Task description:
Copy out all the lines in the records that include the word "filename".

[Collected data entries]
//! Target definitions
//!
//! The set of targets is closed. Each one declares:
//! - `depends_on`: targets that must run first and are pulled into the plan
//! - `triggers`: targets pulled into the plan to run after this one
//! - `before`: ordering constraint only, nothing is pulled in
//! - `requires_release`: fail up front unless Configuration == Release
//! - `gate`: branch predicate; when false the target is skipped

use crate::core::context::RepositoryInfo;
use serde::Serialize;
use std::fmt;

#[derive(Debug, Clone, Copy, PartialEq, Eq, Hash, PartialOrd, Ord, Serialize, clap::ValueEnum)]
pub enum Target {
  /// Print the resolved configuration
  Info,
  /// Clean previous outputs and the artifacts directory
  Clean,
  /// Restore package dependencies
  Restore,
  /// Build with version stamps
  Compile,
  /// Produce package artifacts
  Pack,
  /// Push artifacts to the GitHub package feed
  #[value(name = "publish-to-github", alias = "publishtogithub")]
  PublishToGithub,
  /// Push artifacts to the MyGet pre-release feed
  #[value(name = "publish-to-myget", alias = "publishtomyget")]
  PublishToMyGet,
  /// Push artifacts to the NuGet public feed
  #[value(name = "publish-to-nuget", alias = "publishtonuget")]
  PublishToNuGet,
  /// Create and publish a GitHub release with the artifacts attached
  #[value(name = "create-release", alias = "createrelease")]
  CreateRelease,
}

/// Branch predicates evaluated when the plan is built
#[derive(Debug, Clone, Copy, PartialEq, Eq)]
pub enum Gate {
  DevelopOrPullRequest,
  ReleaseBranch,
  MainOrMaster,
  MainOrMasterOrReleaseBranch,
}

impl Gate {
  pub fn allows(self, repo: &RepositoryInfo) -> bool {
    match self {
      Gate::DevelopOrPullRequest => repo.is_on_develop_branch() || repo.is_pull_request,
      Gate::ReleaseBranch => repo.is_on_release_branch(),
      Gate::MainOrMaster => repo.is_on_main_or_master_branch(),
      Gate::MainOrMasterOrReleaseBranch => repo.is_on_main_or_master_branch() || repo.is_on_release_branch(),
    }
  }

  pub fn describe(self) -> &'static str {
    match self {
      Gate::DevelopOrPullRequest => "develop branch or pull request",
      Gate::ReleaseBranch => "release branch",
      Gate::MainOrMaster => "main/master branch",
      Gate::MainOrMasterOrReleaseBranch => "main/master or release branch",
    }
  }
}

/// Static declaration of one target
#[derive(Debug, Clone, Copy)]
pub struct TargetDefinition {
  pub description: &'static str,
  pub depends_on: &'static [Target],
  pub triggers: &'static [Target],
  pub before: &'static [Target],
  pub requires_release: bool,
  pub gate: Option<Gate>,
}

impl Target {
  pub const ALL: [Target; 9] = [
    Target::Info,
    Target::Clean,
    Target::Restore,
    Target::Compile,
    Target::Pack,
    Target::PublishToGithub,
    Target::PublishToMyGet,
    Target::PublishToNuGet,
    Target::CreateRelease,
  ];

  pub fn name(self) -> &'static str {
    match self {
      Target::Info => "Info",
      Target::Clean => "Clean",
      Target::Restore => "Restore",
      Target::Compile => "Compile",
      Target::Pack => "Pack",
      Target::PublishToGithub => "PublishToGithub",
      Target::PublishToMyGet => "PublishToMyGet",
      Target::PublishToNuGet => "PublishToNuGet",
      Target::CreateRelease => "CreateRelease",
    }
  }

  pub fn definition(self) -> TargetDefinition {
    const PUBLISHERS: &[Target] = &[Target::PublishToGithub, Target::PublishToMyGet, Target::PublishToNuGet];

    match self {
      Target::Info => TargetDefinition {
        description: "Configures the build",
        depends_on: &[],
        triggers: &[],
        before: &[],
        requires_release: false,
        gate: None,
      },
      Target::Clean => TargetDefinition {
        description: "Cleaning project",
        depends_on: &[Target::Info],
        triggers: &[],
        before: &[Target::Restore],
        requires_release: false,
        gate: None,
      },
      Target::Restore => TargetDefinition {
        description: "Restoring project dependencies",
        depends_on: &[Target::Clean],
        triggers: &[],
        before: &[],
        requires_release: false,
        gate: None,
      },
      Target::Compile => TargetDefinition {
        description: "Building project with the version",
        depends_on: &[Target::Restore],
        triggers: &[],
        before: &[],
        requires_release: false,
        gate: None,
      },
      Target::Pack => TargetDefinition {
        description: "Packing project with the version",
        depends_on: &[Target::Compile],
        triggers: PUBLISHERS,
        before: &[],
        requires_release: true,
        gate: None,
      },
      Target::PublishToGithub => TargetDefinition {
        description: "Publishing to GitHub for development only",
        depends_on: &[],
        triggers: &[Target::CreateRelease],
        before: &[],
        requires_release: true,
        gate: Some(Gate::DevelopOrPullRequest),
      },
      Target::PublishToMyGet => TargetDefinition {
        description: "Publishing to MyGet for pre-release only",
        depends_on: &[],
        triggers: &[Target::CreateRelease],
        before: &[],
        requires_release: true,
        gate: Some(Gate::ReleaseBranch),
      },
      Target::PublishToNuGet => TargetDefinition {
        description: "Publishing to NuGet with the version",
        depends_on: &[],
        triggers: &[Target::CreateRelease],
        before: &[],
        requires_release: true,
        gate: Some(Gate::MainOrMaster),
      },
      Target::CreateRelease => TargetDefinition {
        description: "Creating release for the publishable version",
        depends_on: &[],
        triggers: &[],
        before: &[],
        requires_release: true,
        gate: Some(Gate::MainOrMasterOrReleaseBranch),
      },
    }
  }
}

impl fmt::Display for Target {
  fn fmt(&self, f: &mut fmt::Formatter<'_>) -> fmt::Result {
    f.write_str(self.name())
  }
}
use auto_external_builtins::{builtin_modules, parse_node_version};
use auto_external_common::{Builtins, NormalizedAutoExternalOptions, PackageJson};
use auto_external_utils::indexmap::FxIndexSet;

/// Ids the project itself implies are external: dependencies, then peer dependencies, then
/// runtime built-ins. Each group keeps its own order; repeated names keep their first position.
pub fn assemble_own_externals(
  options: &NormalizedAutoExternalOptions,
  package_json: &PackageJson,
  include_dependencies: bool,
) -> Vec<String> {
  let mut ids = FxIndexSet::default();

  if include_dependencies {
    ids.extend(package_json.dependency_names().map(ToString::to_string));
  }

  if options.peer_dependencies {
    ids.extend(package_json.peer_dependency_names().map(ToString::to_string));
  }

  match &options.builtins {
    Builtins::Disabled => {}
    Builtins::Current => ids.extend(builtin_modules(None).into_iter().map(ToString::to_string)),
    Builtins::Version(raw_version) => {
      let version = parse_node_version(raw_version);
      if version.is_none() {
        tracing::warn!(
          "Invalid Node.js version {raw_version:?} for option \"builtins\", using the built-ins of the current runtime."
        );
      }
      ids.extend(builtin_modules(version.as_ref()).into_iter().map(ToString::to_string));
    }
  }

  ids.into_iter().collect()
}
mod auto_external_options;
mod bundler_options;
mod types;

pub use crate::{
  auto_external_options::{
    builtins::Builtins, normalized_auto_external_options::NormalizedAutoExternalOptions,
    AutoExternalOptions,
  },
  bundler_options::{
    external::{External, ExternalFn},
    output_format::{OutputFormat, ParseOutputFormatError},
    platform::Platform,
    InputOptions, OutputTarget,
  },
  types::package_json::PackageJson,
};
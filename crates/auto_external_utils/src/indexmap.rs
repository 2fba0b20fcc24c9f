use std::hash::{BuildHasherDefault, Hash};

use indexmap::{IndexMap, IndexSet};
use rustc_hash::FxHasher;

pub type FxIndexSet<T> = IndexSet<T, BuildHasherDefault<FxHasher>>;
pub type FxIndexMap<K, V> = IndexMap<K, V, BuildHasherDefault<FxHasher>>;

/// Collects `items` into a `Vec`, keeping only the first occurrence of each value.
pub fn dedup_in_order<T, I>(items: I) -> Vec<T>
where
  T: Hash + Eq,
  I: IntoIterator<Item = T>,
{
  items.into_iter().collect::<FxIndexSet<T>>().into_iter().collect()
}

#[test]
fn test_dedup_in_order() {
  assert_eq!(dedup_in_order(["x", "depA", "depA", "peerB", "x"]), vec!["x", "depA", "peerB"]);
  assert_eq!(dedup_in_order(Vec::<String>::new()), Vec::<String>::new());
}
use std::path::PathBuf;

use auto_external_utils::indexmap::FxIndexMap;
use serde::Deserialize;

/// The parts of a `package.json` that decide what is external. Map entries keep the order they
/// are declared in.
#[derive(Debug, Clone, Default, Deserialize)]
#[serde(rename_all = "camelCase")]
pub struct PackageJson {
  #[serde(skip)]
  pub path: PathBuf,
  pub name: Option<String>,
  #[serde(default)]
  pub dependencies: Option<FxIndexMap<String, String>>,
  #[serde(default)]
  pub peer_dependencies: Option<FxIndexMap<String, String>>,
}

impl PackageJson {
  #[must_use]
  pub fn with_path(mut self, path: PathBuf) -> Self {
    self.path = path;
    self
  }

  pub fn dependency_names(&self) -> impl Iterator<Item = &str> {
    self.dependencies.iter().flat_map(|deps| deps.keys().map(String::as_str))
  }

  pub fn peer_dependency_names(&self) -> impl Iterator<Item = &str> {
    self.peer_dependencies.iter().flat_map(|deps| deps.keys().map(String::as_str))
  }
}

#[test]
fn test_keeps_declaration_order() {
  let package_json: PackageJson = serde_json::from_str(
    r#"{
      "name": "app",
      "dependencies": { "zod": "^3.0.0", "@babel/core": "^7.0.0", "lodash": "^4.0.0" },
      "peerDependencies": { "react": "*" },
      "devDependencies": { "jest": "*" }
    }"#,
  )
  .unwrap();

  assert_eq!(package_json.dependency_names().collect::<Vec<_>>(), ["zod", "@babel/core", "lodash"]);
  assert_eq!(package_json.peer_dependency_names().collect::<Vec<_>>(), ["react"]);
}

#[test]
fn test_missing_sections_are_empty() {
  let package_json: PackageJson = serde_json::from_str(r#"{ "name": "app" }"#).unwrap();
  assert_eq!(package_json.dependency_names().count(), 0);
  assert_eq!(package_json.peer_dependency_names().count(), 0);
}
use std::{io, path::Path};

use crate::FileSystem;

#[derive(Debug, Default, Clone, Copy)]
pub struct OsFileSystem;

impl FileSystem for OsFileSystem {
  fn read_to_string(&self, path: &Path) -> io::Result<String> {
    std::fs::read_to_string(path)
  }

  fn is_file(&self, path: &Path) -> bool {
    path.is_file()
  }

  fn is_dir(&self, path: &Path) -> bool {
    path.is_dir()
  }
}
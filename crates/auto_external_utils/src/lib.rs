pub mod indexmap;
pub mod path_ext;
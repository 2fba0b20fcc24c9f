use semver::Version;

/// Parses a Node.js version the way `process.version` spells it: surrounding whitespace and a
/// leading `v` or `=` are tolerated. Anything else that is not a full `major.minor.patch`
/// version yields `None`.
pub fn parse_node_version(raw: &str) -> Option<Version> {
  let trimmed = raw.trim();
  let trimmed = trimmed.strip_prefix('=').unwrap_or(trimmed).trim_start();
  let trimmed = trimmed.strip_prefix(['v', 'V']).unwrap_or(trimmed);
  Version::parse(trimmed).ok()
}

#[test]
fn test_parse_node_version() {
  assert_eq!(parse_node_version("6.0.0"), Some(Version::new(6, 0, 0)));
  assert_eq!(parse_node_version(" v18.12.1 "), Some(Version::new(18, 12, 1)));
  assert_eq!(parse_node_version("=8.4.0"), Some(Version::new(8, 4, 0)));
  assert_eq!(parse_node_version("6"), None);
  assert_eq!(parse_node_version("latest"), None);
  assert_eq!(parse_node_version(""), None);
}
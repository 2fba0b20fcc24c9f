use std::path::PathBuf;

use clap::Args;

use auto_external::OutputFormat;

#[derive(Args)]
pub struct PluginArgs {
  /// A JSON file with the plugin options, e.g. `{ "builtins": "6.0.0" }`. Flags override it.
  #[clap(long)]
  pub config: Option<PathBuf>,

  #[clap(long)]
  pub cwd: Option<PathBuf>,

  /// A package.json file or the directory containing one.
  #[clap(long, short = 'p')]
  pub package_path: Option<PathBuf>,

  #[clap(long, conflicts_with = "builtins_version")]
  pub no_builtins: bool,

  /// Only include the built-ins shipped by this Node.js version.
  #[clap(long)]
  pub builtins_version: Option<String>,

  /// Force dependencies in or out instead of deciding by output format.
  #[clap(long)]
  pub dependencies: Option<bool>,

  #[clap(long)]
  pub no_peer_dependencies: bool,
}

#[derive(Args)]
pub struct OutputArgs {
  #[clap(long, short = 'f')]
  pub format: Option<OutputFormat>,

  /// Output formats of a multi-output pass. Takes precedence over `--format`.
  #[clap(long = "target", action = clap::ArgAction::Append)]
  pub targets: Option<Vec<OutputFormat>>,
}

#[derive(Args)]
pub struct ExternalArgs {
  /// Ids the user already marks as external.
  #[clap(long, short = 'e', action = clap::ArgAction::Append)]
  pub external: Option<Vec<String>>,

  /// Ask whether these ids (bare names or resolved paths) are external instead of printing the
  /// list. Switches `--external` to a predicate.
  #[clap(long, short = 'c', action = clap::ArgAction::Append)]
  pub check: Option<Vec<String>>,

  #[clap(long, short = 's')]
  pub silent: bool,
}
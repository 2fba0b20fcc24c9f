use std::{fmt::Display, str::FromStr};

#[derive(Debug, Clone, Copy, PartialEq, Eq, Hash)]
pub enum OutputFormat {
  Esm,
  Cjs,
  Amd,
  Iife,
  Umd,
  System,
}

impl OutputFormat {
  /// Formats whose consumers load dependencies as globals (or through a loader config) instead of
  /// importing them by name, so dependencies are not externalized for them unless asked to.
  #[inline]
  pub fn expects_global_dependencies(self) -> bool {
    matches!(self, Self::Amd | Self::Iife | Self::Umd)
  }
}

#[derive(Debug, Clone, PartialEq, Eq)]
pub struct ParseOutputFormatError(pub String);

impl Display for ParseOutputFormatError {
  fn fmt(&self, f: &mut std::fmt::Formatter<'_>) -> std::fmt::Result {
    write!(
      f,
      "Invalid value \"{}\" for option \"output.format\" - Valid values are \"amd\", \"cjs\", \"system\", \"es\", \"iife\" or \"umd\".",
      self.0
    )
  }
}

impl std::error::Error for ParseOutputFormatError {}

impl FromStr for OutputFormat {
  type Err = ParseOutputFormatError;

  fn from_str(s: &str) -> Result<Self, Self::Err> {
    match s {
      "es" | "esm" | "module" => Ok(Self::Esm),
      "cjs" | "commonjs" => Ok(Self::Cjs),
      "amd" => Ok(Self::Amd),
      "iife" => Ok(Self::Iife),
      "umd" => Ok(Self::Umd),
      "system" | "systemjs" => Ok(Self::System),
      _ => Err(ParseOutputFormatError(s.to_string())),
    }
  }
}

#[test]
fn test_parse_output_format() {
  assert_eq!("es".parse(), Ok(OutputFormat::Esm));
  assert_eq!("commonjs".parse(), Ok(OutputFormat::Cjs));
  assert_eq!("systemjs".parse(), Ok(OutputFormat::System));
  assert_eq!("umd".parse(), Ok(OutputFormat::Umd));
  assert_eq!("xml".parse::<OutputFormat>(), Err(ParseOutputFormatError("xml".to_string())));
}

#[test]
fn test_expects_global_dependencies() {
  assert!(OutputFormat::Amd.expects_global_dependencies());
  assert!(OutputFormat::Iife.expects_global_dependencies());
  assert!(OutputFormat::Umd.expects_global_dependencies());
  assert!(!OutputFormat::Esm.expects_global_dependencies());
  assert!(!OutputFormat::Cjs.expects_global_dependencies());
  assert!(!OutputFormat::System.expects_global_dependencies());
}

Your solution:
filename crates/auto_external_utils/src/indexmap.rs
filename crates/auto_external_utils/src/lib.rs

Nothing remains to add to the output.